Mr. Speaker, it was not my intent to speak this evening. I would like to thank my hon. colleague from Chicoutimi for allowing me the time to speak this evening and the opportunity. I would also like to speak to the patience of the rest of the members of this Chamber who are waiting to speak at this late hour and congratulate them on the fact that they are in this Chamber and prepared to speak on this important issue.
There are a couple of important things that we should recognize. Number one, we are here late at night discussing an issue of national importance. I am not going to try to add to the eloquent statements that have already been made by many of the members who have been here this evening. I think most of it has been said. However, I have sat through this debate and I would like add a few things to the debate.
First, I was able to look at much of the damage up close and was shocked and appalled at the extent of it. Frankly, I was amazed at the extent of it. We drove from Montreal to Sherbrooke in darkness. You could see the flashing lights on the electrical trucks as far as you could see. There were not five or six, there was not a dozen. There were literally hundreds of them. You had to be there to understand just how bad it was.
The natural resources, the farms, the forestry resources of eastern Ontario and southern Quebec are not only damaged, much of them are devastated. The magnitude and the scope of this damage I don't think parliamentarians, our provincial people or our municipalities have fully understood yet.
Quebec produces 80 per cent of the maple syrup produced in Canada. Ontario produces another 10 per cent. Where are we going to make up that loss? How are those farmers going to put those trees back into production? The tops are broken off the sugar maples, the limbs are stripped from them. Unfortunately I do not think they will ever come back. When the sap starts running in March, we will have an industry that will be lost and completely devastated.
One of the reasons I wanted to stand tonight to speak on this issue is that there has been another area that has been overlooked. The forest resources are going to have to be harvested in much of eastern Ontario and much of southern Quebec. The sugar maples will need to be harvested. The bush without question will have millions and millions of cords of wood that if we don't do something with will be a fire hazard and will be a complete loss.
If we face a summer in 1998 like we faced last summer, we can expect rampant forest fires in all those areas affected now. The woods are dangerous to walk in, dangerous to work in and they are almost impossible to work in. Somehow we have to look on a national scale at some type of a salvage project for these two areas.

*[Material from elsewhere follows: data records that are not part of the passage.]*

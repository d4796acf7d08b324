//! Packet classification
//!
//! Turns the network-layer bytes of a captured packet into a [`ConnEvent`],
//! or explains why the packet does not produce one. Classification is pure:
//! no shared state, no logging, no allocation.
//!
//! IPv4 header, which starts the captured bytes:
//!  0                   1                   2                   3
//!  0 1 2 3 4 5 6 7 8 9 0 1 2 3 4 5 6 7 8 9 0 1 2 3 4 5 6 7 8 9 0 1
//! +-+-+-+-+-+-+-+-+-+-+-+-+-+-+-+-+-+-+-+-+-+-+-+-+-+-+-+-+-+-+-+-+
//! |ip_ver | h_len |  ip_dscp  |ecn|        ip_total_length        |
//! +-+-+-+-+-+-+-+-+-+-+-+-+-+-+-+-+-+-+-+-+-+-+-+-+-+-+-+-+-+-+-+-+
//! |       ip_identification       |flags|   ip_fragment_offset    |
//! +-+-+-+-+-+-+-+-+-+-+-+-+-+-+-+-+-+-+-+-+-+-+-+-+-+-+-+-+-+-+-+-+
//! |    ip_ttl     |  ip_protocol  |          ip_checksum          |
//! +-+-+-+-+-+-+-+-+-+-+-+-+-+-+-+-+-+-+-+-+-+-+-+-+-+-+-+-+-+-+-+-+
//! |                         source_ipaddr                         |
//! +-+-+-+-+-+-+-+-+-+-+-+-+-+-+-+-+-+-+-+-+-+-+-+-+-+-+-+-+-+-+-+-+
//! |                      destination_ipaddr                       |
//! +-+-+-+-+-+-+-+-+-+-+-+-+-+-+-+-+-+-+-+-+-+-+-+-+-+-+-+-+-+-+-+-+
//!
//! TCP and UDP both open with the source and destination ports, which is
//! all that is read from the transport header.

use crate::filter::to_host_order;
use ncp_common::{protocol, ConnEvent};

/// The length of the IPv4 header without options.
pub const IPV4_LEN: usize = 20;
/// The length of the TCP header without options.
pub const TCP_LEN: usize = 20;
/// The length of the UDP header.
pub const UDP_LEN: usize = 8;

/// Which hook observed the packet
#[derive(Debug, Clone, Copy, PartialEq, Eq, Hash)]
pub enum Direction {
    Ingress,
    Egress,
}

impl Direction {
    pub const fn as_str(&self) -> &'static str {
        match self {
            Direction::Ingress => "ingress",
            Direction::Egress => "egress",
        }
    }
}

impl std::fmt::Display for Direction {
    fn fmt(&self, f: &mut std::fmt::Formatter<'_>) -> std::fmt::Result {
        f.write_str(self.as_str())
    }
}

/// Supported transport protocols
#[derive(Debug, Clone, Copy, PartialEq, Eq)]
pub enum Protocol {
    Tcp,
    Udp,
}

impl Protocol {
    pub const fn from_number(number: u8) -> Option<Self> {
        match number {
            protocol::TCP => Some(Protocol::Tcp),
            protocol::UDP => Some(Protocol::Udp),
            _ => None,
        }
    }

    pub const fn number(&self) -> u8 {
        match self {
            Protocol::Tcp => protocol::TCP,
            Protocol::Udp => protocol::UDP,
        }
    }

    /// Minimum header length that must be present to trust the ports.
    pub const fn header_len(&self) -> usize {
        match self {
            Protocol::Tcp => TCP_LEN,
            Protocol::Udp => UDP_LEN,
        }
    }

    /// Reads (source port, destination port) in host order from a transport header.
    fn ports(&self, header: &[u8]) -> Option<(u16, u16)> {
        if header.len() < self.header_len() {
            return None;
        }
        Some((
            u16::from_be_bytes([header[0], header[1]]),
            u16::from_be_bytes([header[2], header[3]]),
        ))
    }
}

impl std::fmt::Display for Protocol {
    fn fmt(&self, f: &mut std::fmt::Formatter<'_>) -> std::fmt::Result {
        f.write_str(protocol::name(self.number()))
    }
}

/// The IPv4 header fields classification needs
#[derive(Debug, Clone, Copy, PartialEq, Eq)]
pub struct Ipv4Header {
    /// Source address as stored in the header (network order)
    pub src: u32,
    /// Destination address as stored in the header (network order)
    pub dst: u32,
    pub protocol: u8,
    /// Header length in bytes, options included
    pub header_len: usize,
    pub total_len: usize,
    /// Fragment offset in 8-byte units
    pub frag_offset: u16,
}

impl Ipv4Header {
    /// Locates the IPv4 header at the start of `packet`.
    ///
    /// Returns `None` if the bytes are not a plausible IPv4 header.
    pub fn parse(packet: &[u8]) -> Option<Self> {
        if packet.len() < IPV4_LEN {
            return None;
        }
        let vihl = packet[0];
        if vihl >> 4 != 4 {
            return None;
        }
        let header_len = usize::from(vihl & 0x0F) << 2;
        if header_len < IPV4_LEN || packet.len() < header_len {
            return None;
        }

        Some(Self {
            src: u32::from_ne_bytes([packet[12], packet[13], packet[14], packet[15]]),
            dst: u32::from_ne_bytes([packet[16], packet[17], packet[18], packet[19]]),
            protocol: packet[9],
            header_len,
            total_len: usize::from(u16::from_be_bytes([packet[2], packet[3]])),
            frag_offset: u16::from_be_bytes([packet[6], packet[7]]) & 0x1FFF,
        })
    }

    /// The bytes following the IP header, bounded by the total length field
    /// when it is consistent with the capture.
    fn payload<'a>(&self, packet: &'a [u8]) -> &'a [u8] {
        let end = if self.total_len >= self.header_len {
            self.total_len.min(packet.len())
        } else {
            packet.len()
        };
        &packet[self.header_len..end]
    }
}

/// Why a packet produced no event
#[derive(Debug, Clone, Copy, PartialEq, Eq)]
pub enum Reason {
    /// No IPv4 header could be located
    NoIpHeader,
    /// Transport protocol other than TCP or UDP
    UnsupportedProtocol(u8),
    /// Same source and destination seen on ingress; counted on egress only
    IngressLoopback,
    /// Non-first fragment, which carries no transport header
    Fragment,
    /// The protocol field promised a transport header that is not there
    TruncatedTransport { protocol: Protocol, available: usize },
}

impl Reason {
    /// Whether this outcome deserves a warning rather than silence.
    pub fn is_anomaly(&self) -> bool {
        matches!(self, Reason::TruncatedTransport { .. })
    }
}

#[derive(Debug, Clone, Copy, PartialEq, Eq)]
pub enum Classification {
    Event(ConnEvent),
    NotApplicable(Reason),
}

/// Classifies the network-layer bytes of one packet.
pub fn classify(packet: &[u8], direction: Direction) -> Classification {
    let ip = match Ipv4Header::parse(packet) {
        Some(ip) => ip,
        None => return Classification::NotApplicable(Reason::NoIpHeader),
    };

    let proto = match Protocol::from_number(ip.protocol) {
        Some(proto) => proto,
        None => return Classification::NotApplicable(Reason::UnsupportedProtocol(ip.protocol)),
    };

    if direction == Direction::Ingress && ip.src == ip.dst {
        return Classification::NotApplicable(Reason::IngressLoopback);
    }

    if ip.frag_offset != 0 {
        return Classification::NotApplicable(Reason::Fragment);
    }

    let transport = ip.payload(packet);
    let (src_port, dst_port) = match proto.ports(transport) {
        Some(ports) => ports,
        None => {
            return Classification::NotApplicable(Reason::TruncatedTransport {
                protocol: proto,
                available: transport.len(),
            })
        }
    };

    Classification::Event(ConnEvent {
        src_addr: to_host_order(ip.src),
        src_port,
        dst_addr: to_host_order(ip.dst),
        dst_port,
        protocol: ip.protocol,
    })
}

The other point I would like to make which everyone else has made this evening, and I will not take much time because there are people waiting to speak, is that we understand the hazards. We understand the dangers. We certainly understand that we have the ability to rise above that.
I think that speaks to the resilience of communities, of municipalities, of provinces and certainly to the resilience of the nation of Canada. Most of all, and I would like to close on this note, I think the events of the past months have spoken to the resilience of the Canadian people.